The year of 2015 wasn’t bad, exactly, but it certainly didn’t continue the momentum of previous years. In many ways, this was expected. You can keep up monstrous growth year-over-year forever, and with the power level on sets being cut back—which I’m a fan of in terms of what it means for the game’s sustainability—it’s not exactly easy to push Magic sets these days. That leads to gimmicks like Expeditions (a fun set), but it also doesn’t sell sets forever the way Snapcaster Mage, Delver of Secrets, and Liliana of the Veil do. It’s not a huge surprise, then, that the numbers so far this year haven’t lived up to years past.

That means 2016 has to, if not increase, at least sustain where Magic is at. Shadows over Innistrad seems like a great way to do that, and we’ll see how the rest goes. On that note, let’s begin.

The Rise of the Colorless (Eldrazi)

Whether it’s Standard, where Eldrazi ramp was already a deck and figures to be greatly helped by Oath of the Gatewatch, or Modern, where decks built around exiling graveyards for Blight Herder and Oblivion Sower are taking off, Eldrazi are everywhere these days.

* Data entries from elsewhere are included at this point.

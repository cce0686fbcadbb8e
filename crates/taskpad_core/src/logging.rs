//! Logging bootstrap for the core.
//!
//! # Responsibility
//! - Initialize file-based rolling logs exactly once per process.
//!
//! # Invariants
//! - Logging init is idempotent for the same directory and level.
//! - Re-initialization with a different directory or level is rejected.
//! - Initialization never panics.

use flexi_logger::{Cleanup, Criterion, FileSpec, Logger, LoggerHandle, Naming, WriteMode};
use log::info;
use once_cell::sync::OnceCell;
use std::path::{Path, PathBuf};

const LOG_FILE_BASENAME: &str = "taskpad";
const MAX_LOG_FILE_SIZE_BYTES: u64 = 10 * 1024 * 1024;
const MAX_LOG_FILES: usize = 5;

static LOGGING_STATE: OnceCell<LoggingState> = OnceCell::new();

struct LoggingState {
    level: &'static str,
    log_dir: PathBuf,
    _logger: LoggerHandle,
}

/// Initializes core logging with level and directory.
///
/// # Errors
/// - Returns an error when `level` is unsupported.
/// - Returns an error when `log_dir` is empty, non-absolute, or cannot be
///   created.
/// - Returns an error on a repeat call with a conflicting level or
///   directory.
pub fn init_logging(level: &str, log_dir: &str) -> Result<(), String> {
    let normalized_level = normalize_level(level)?;
    let normalized_dir = normalize_log_dir(log_dir)?;

    let state = LOGGING_STATE.get_or_try_init(|| -> Result<LoggingState, String> {
        std::fs::create_dir_all(&normalized_dir).map_err(|err| {
            format!(
                "failed to create log directory `{}`: {err}",
                normalized_dir.display()
            )
        })?;

        let logger = Logger::try_with_str(normalized_level)
            .map_err(|err| format!("invalid log level `{normalized_level}`: {err}"))?
            .log_to_file(
                FileSpec::default()
                    .directory(normalized_dir.as_path())
                    .basename(LOG_FILE_BASENAME),
            )
            .rotate(
                Criterion::Size(MAX_LOG_FILE_SIZE_BYTES),
                Naming::Numbers,
                Cleanup::KeepLogFiles(MAX_LOG_FILES),
            )
            .write_mode(WriteMode::BufferAndFlush)
            .append()
            .format_for_files(flexi_logger::detailed_format)
            .start()
            .map_err(|err| format!("failed to start logger: {err}"))?;

        info!(
            "event=core_init module=logging status=ok level={} version={}",
            normalized_level,
            env!("CARGO_PKG_VERSION")
        );

        Ok(LoggingState {
            level: normalized_level,
            log_dir: normalized_dir.clone(),
            _logger: logger,
        })
    })?;

    if state.log_dir != normalized_dir {
        return Err(format!(
            "logging already initialized at `{}`; refusing to switch to `{}`",
            state.log_dir.display(),
            normalized_dir.display()
        ));
    }
    if state.level != normalized_level {
        return Err(format!(
            "logging already initialized with level `{}`; refusing to switch to `{}`",
            state.level, normalized_level
        ));
    }

    Ok(())
}

/// Returns `(level, log_dir)` when logging is active, `None` otherwise.
pub fn logging_status() -> Option<(&'static str, PathBuf)> {
    LOGGING_STATE
        .get()
        .map(|state| (state.level, state.log_dir.clone()))
}

/// Default log level for the current build mode.
pub fn default_log_level() -> &'static str {
    if cfg!(debug_assertions) {
        "debug"
    } else {
        "info"
    }
}

fn normalize_level(level: &str) -> Result<&'static str, String> {
    match level.trim().to_ascii_lowercase().as_str() {
        "trace" => Ok("trace"),
        "debug" => Ok("debug"),
        "info" => Ok("info"),
        "warn" | "warning" => Ok("warn"),
        "error" => Ok("error"),
        other => Err(format!(
            "unsupported log level `{other}`; expected trace|debug|info|warn|error"
        )),
    }
}

fn normalize_log_dir(log_dir: &str) -> Result<PathBuf, String> {
    let trimmed = log_dir.trim();
    if trimmed.is_empty() {
        return Err("log_dir cannot be empty".to_string());
    }
    let path = Path::new(trimmed);
    if !path.is_absolute() {
        return Err(format!("log_dir must be an absolute path, got `{trimmed}`"));
    }
    Ok(path.to_path_buf())
}
//! Error types for loading-counter transitions.

use thiserror::Error;

/// An `end_loading` call arrived with no outstanding operation to end.
///
/// This is a logic error in the caller (a double release), not a recoverable
/// runtime condition. The tracker refuses to let its count go negative and
/// leaves it at zero; the offending call gets this error synchronously.
#[derive(Debug, Clone, Copy, PartialEq, Eq, Error)]
#[error("unbalanced loading transition: end_loading called with no operation in flight")]
pub struct UnbalancedLoadingTransition;
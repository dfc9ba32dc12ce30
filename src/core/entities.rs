//! XML Entity Decoding
//!
//! Only the five built-in entities are recognized:
//! `&quot; &apos; &lt; &gt; &amp;`. Anything else that looks like an
//! entity reference (including numeric references) is kept literally.
//!
//! Uses Cow for zero-copy when no entities are present.

use memchr::memchr;
use std::borrow::Cow;

/// Decode the built-in entities in text content
///
/// Returns Borrowed if no `&` is present (zero-copy).
#[inline]
pub fn decode_text(input: &str) -> Cow<'_, str> {
    // Fast path: check if there are any entities using SIMD
    if memchr(b'&', input.as_bytes()).is_none() {
        return Cow::Borrowed(input);
    }
    Cow::Owned(decode_entities(input))
}

/// Decode all built-in entity references in the input
///
/// A single left-to-right pass, so `&amp;lt;` decodes to `&lt;` and is not
/// decoded again.
pub fn decode_entities(input: &str) -> String {
    let bytes = input.as_bytes();
    let mut result = String::with_capacity(input.len());
    let mut pos = 0;

    while pos < bytes.len() {
        if let Some(amp_pos) = memchr(b'&', &bytes[pos..]) {
            // Copy everything before the entity
            result.push_str(&input[pos..pos + amp_pos]);
            pos += amp_pos;

            let decoded = memchr(b';', &bytes[pos..])
                .and_then(|semi| decode_entity(&input[pos + 1..pos + semi]).map(|c| (c, semi)));

            match decoded {
                Some((c, semi)) => {
                    result.push(c);
                    pos += semi + 1;
                }
                None => {
                    // Unknown entity or no semicolon, keep the ampersand
                    result.push('&');
                    pos += 1;
                }
            }
        } else {
            // No more entities, copy the rest
            result.push_str(&input[pos..]);
            break;
        }
    }

    result
}

/// Decode a single entity name (without & and ;)
#[inline]
fn decode_entity(entity: &str) -> Option<char> {
    match entity {
        "quot" => Some('"'),
        "apos" => Some('\''),
        "lt" => Some('<'),
        "gt" => Some('>'),
        "amp" => Some('&'),
        _ => None,
    }
}

/// Encode text for XML output (escape special characters)
pub fn encode_text(input: &str) -> Cow<'_, str> {
    // Fast path: check if any escaping needed
    if !input.bytes().any(|b| matches!(b, b'<' | b'>' | b'&' | b'"' | b'\'')) {
        return Cow::Borrowed(input);
    }

    let mut result = String::with_capacity(input.len() + 16);
    for c in input.chars() {
        match c {
            '&' => result.push_str("&amp;"),
            '"' => result.push_str("&quot;"),
            '\'' => result.push_str("&apos;"),
            '<' => result.push_str("&lt;"),
            '>' => result.push_str("&gt;"),
            _ => result.push(c),
        }
    }
    Cow::Owned(result)
}
//! Readers
//!
//! Both dialects build the same [`Document`](crate::dom::Document) tree:
//! - `XmlReader`: XML subset with backslash escapes in text and values
//! - `VcmReader`: compact `@tag name value { ... }` notation

pub mod vcm;
pub mod xml;

pub use vcm::VcmReader;
pub use xml::XmlReader;
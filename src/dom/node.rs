//! Owned document tree nodes
//!
//! A node is either an element or a run of text. Elements own their
//! children in document order; there are no parent links.

use super::attribute::Attribute;
use crate::core::scanner::{is_name_char, is_name_start_char};
use crate::error::AttributeError;

/// Tag reported by text nodes
pub const TEXT_TAG: &str = "#";

/// A node in the document tree
#[derive(Debug, Clone, PartialEq)]
pub enum Node {
    /// Element node
    Element(Element),
    /// Text content (entities and escapes already decoded)
    Text(String),
}

impl Node {
    #[inline]
    pub fn element(tag: impl Into<String>) -> Self {
        Node::Element(Element::new(tag))
    }

    #[inline]
    pub fn text(content: impl Into<String>) -> Self {
        Node::Text(content.into())
    }

    /// Element tag, or [`TEXT_TAG`] for text nodes
    pub fn tag(&self) -> &str {
        match self {
            Node::Element(e) => e.tag(),
            Node::Text(_) => TEXT_TAG,
        }
    }

    #[inline]
    pub fn is_text(&self) -> bool {
        matches!(self, Node::Text(_))
    }

    #[inline]
    pub fn is_element(&self) -> bool {
        matches!(self, Node::Element(_))
    }

    pub fn as_element(&self) -> Option<&Element> {
        match self {
            Node::Element(e) => Some(e),
            Node::Text(_) => None,
        }
    }

    pub fn as_element_mut(&mut self) -> Option<&mut Element> {
        match self {
            Node::Element(e) => Some(e),
            Node::Text(_) => None,
        }
    }

    pub fn as_text(&self) -> Option<&str> {
        match self {
            Node::Text(t) => Some(t),
            Node::Element(_) => None,
        }
    }
}

impl From<Element> for Node {
    fn from(element: Element) -> Self {
        Node::Element(element)
    }
}

/// An element: tag, attributes in insertion order, owned children
#[derive(Debug, Clone, PartialEq)]
pub struct Element {
    tag: String,
    attributes: Vec<Attribute>,
    children: Vec<Node>,
}

impl Element {
    /// Create an empty element.
    ///
    /// The tag must be a valid XML name (see [`Element::is_valid_tag`]).
    /// This is only checked in debug builds; use [`Element::try_new`] for
    /// tags that come from outside the parsers.
    pub fn new(tag: impl Into<String>) -> Self {
        let tag = tag.into();
        debug_assert!(Self::is_valid_tag(&tag), "invalid element tag {:?}", tag);
        Element {
            tag,
            attributes: Vec::new(),
            children: Vec::new(),
        }
    }

    /// Create an empty element, or `None` if `tag` is not a valid XML name
    pub fn try_new(tag: impl Into<String>) -> Option<Self> {
        let tag = tag.into();
        Self::is_valid_tag(&tag).then(|| Element::new(tag))
    }

    /// Non-empty XML name; this also rules out the text tag `"#"`
    pub fn is_valid_tag(tag: &str) -> bool {
        let mut chars = tag.chars();
        chars.next().is_some_and(is_name_start_char) && chars.all(is_name_char)
    }

    #[inline]
    pub fn tag(&self) -> &str {
        &self.tag
    }

    /// Append a child
    pub fn add(&mut self, node: impl Into<Node>) {
        self.children.push(node.into());
    }

    /// Insert or replace an attribute. A replaced attribute keeps its position.
    pub fn set(&mut self, name: impl Into<String>, text: impl Into<String>) {
        let attribute = Attribute::new(name, text);
        match self.attributes.iter_mut().find(|a| a.name() == attribute.name()) {
            Some(existing) => *existing = attribute,
            None => self.attributes.push(attribute),
        }
    }

    /// Attribute by name, if present
    pub fn get(&self, name: &str) -> Option<&Attribute> {
        self.attributes.iter().find(|a| a.name() == name)
    }

    /// Required attribute
    pub fn attr(&self, name: &str) -> Result<&Attribute, AttributeError> {
        self.get(name).ok_or_else(|| {
            AttributeError::new(format!(
                "element <{} ...> missing attribute {}",
                self.tag, name
            ))
        })
    }

    /// Attribute or a stand-in holding `default`
    pub fn attr_or(&self, name: &str, default: &str) -> Attribute {
        self.get(name)
            .cloned()
            .unwrap_or_else(|| Attribute::new(name, default))
    }

    #[inline]
    pub fn has(&self, name: &str) -> bool {
        self.get(name).is_some()
    }

    /// Child at `index`
    #[inline]
    pub fn sub(&self, index: usize) -> Option<&Node> {
        self.children.get(index)
    }

    #[inline]
    pub fn sub_mut(&mut self, index: usize) -> Option<&mut Node> {
        self.children.get_mut(index)
    }

    /// Number of children
    #[inline]
    pub fn size(&self) -> usize {
        self.children.len()
    }

    #[inline]
    pub fn children(&self) -> &[Node] {
        &self.children
    }

    #[inline]
    pub fn attributes(&self) -> &[Attribute] {
        &self.attributes
    }

    /// Child elements, skipping text
    pub fn elements(&self) -> impl Iterator<Item = &Element> {
        self.children.iter().filter_map(Node::as_element)
    }

    /// Concatenated text of all descendant text nodes, in document order
    pub fn text_content(&self) -> String {
        let mut result = String::new();
        let mut stack: Vec<&Node> = self.children.iter().rev().collect();
        while let Some(node) = stack.pop() {
            match node {
                Node::Text(t) => result.push_str(t),
                Node::Element(e) => stack.extend(e.children.iter().rev()),
            }
        }
        result
    }
}

// Iterative teardown so very deep trees do not overflow the stack
impl Drop for Element {
    fn drop(&mut self) {
        let mut pending = std::mem::take(&mut self.children);
        while let Some(node) = pending.pop() {
            if let Node::Element(mut element) = node {
                pending.append(&mut element.children);
            }
        }
    }
}

#[cfg(test)]
mod tests {
    use super::*;

    #[test]
    fn test_element_creation() {
        let elem = Element::new("panel");
        assert_eq!(elem.tag(), "panel");
        assert_eq!(elem.size(), 0);
        assert!(elem.attributes().is_empty());
    }

    #[test]
    fn test_checked_tag() {
        assert!(Element::try_new("panel").is_some());
        assert!(Element::try_new("ns:item-2").is_some());
        assert!(Element::try_new("").is_none());
        assert!(Element::try_new(TEXT_TAG).is_none());
        assert!(Element::try_new("my root").is_none());
        assert!(Element::try_new("1st").is_none());
    }

    #[test]
    fn test_set_replaces_in_place() {
        let mut elem = Element::new("a");
        elem.set("x", "1");
        elem.set("y", "2");
        elem.set("x", "3");
        let names: Vec<_> = elem.attributes().iter().map(|a| (a.name(), a.text())).collect();
        assert_eq!(names, vec![("x", "3"), ("y", "2")]);
    }

    #[test]
    fn test_attr_missing() {
        let elem = Element::new("button");
        let err = elem.attr("onclick").unwrap_err();
        assert_eq!(err.message, "element <button ...> missing attribute onclick");
        assert!(!elem.has("onclick"));
        let fallback = elem.attr_or("onclick", "fallback");
        assert_eq!(fallback.name(), "onclick");
        assert_eq!(fallback.text(), "fallback");
    }

    #[test]
    fn test_children_and_text_tag() {
        let mut elem = Element::new("label");
        elem.add(Node::text("hello "));
        let mut b = Element::new("b");
        b.add(Node::text("world"));
        elem.add(b);

        assert_eq!(elem.size(), 2);
        assert_eq!(elem.sub(0).map(Node::tag), Some(TEXT_TAG));
        assert_eq!(elem.sub(1).map(Node::tag), Some("b"));
        assert!(elem.sub(2).is_none());
        assert_eq!(elem.elements().count(), 1);
        assert_eq!(elem.text_content(), "hello world");
    }

    #[test]
    fn test_sub_mut() {
        let mut elem = Element::new("root");
        elem.add(Element::new("child"));
        if let Some(child) = elem.sub_mut(0).and_then(Node::as_element_mut) {
            child.set("id", "c1");
        }
        let child = elem.sub(0).and_then(Node::as_element).unwrap();
        assert_eq!(child.attr("id").unwrap().text(), "c1");
    }
}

There’s no reason to expect that to change anytime soon. Eldrazi are going to be a force in Standard until rotation, and possibly even more of one after. I think we can look forward to at least nine more months of Eldrazi in Standard, and possibly 15 before Battle for Zendikar and Oath of the Gatewatch leave the scene. The biggest beneficiary to this is Ulamog, the Ceaseless Hunger, who is up from $13 to $16 and shows no signs of slowing down, but the big guy is bringing along plenty in his wake. Awakening Zone, for instance, has been on absolute if predictable tear (I’m proud of how well the community here on MTGPrice got out ahead of that one), and now Eldrazi Temple and Eye of Ugin are joining the fray (Edit: apparently these have spiked hard in the last two days. These will settle much higher than they were pre-spike, but the current inflated prices won’t hold, especially on Eye of Ugin).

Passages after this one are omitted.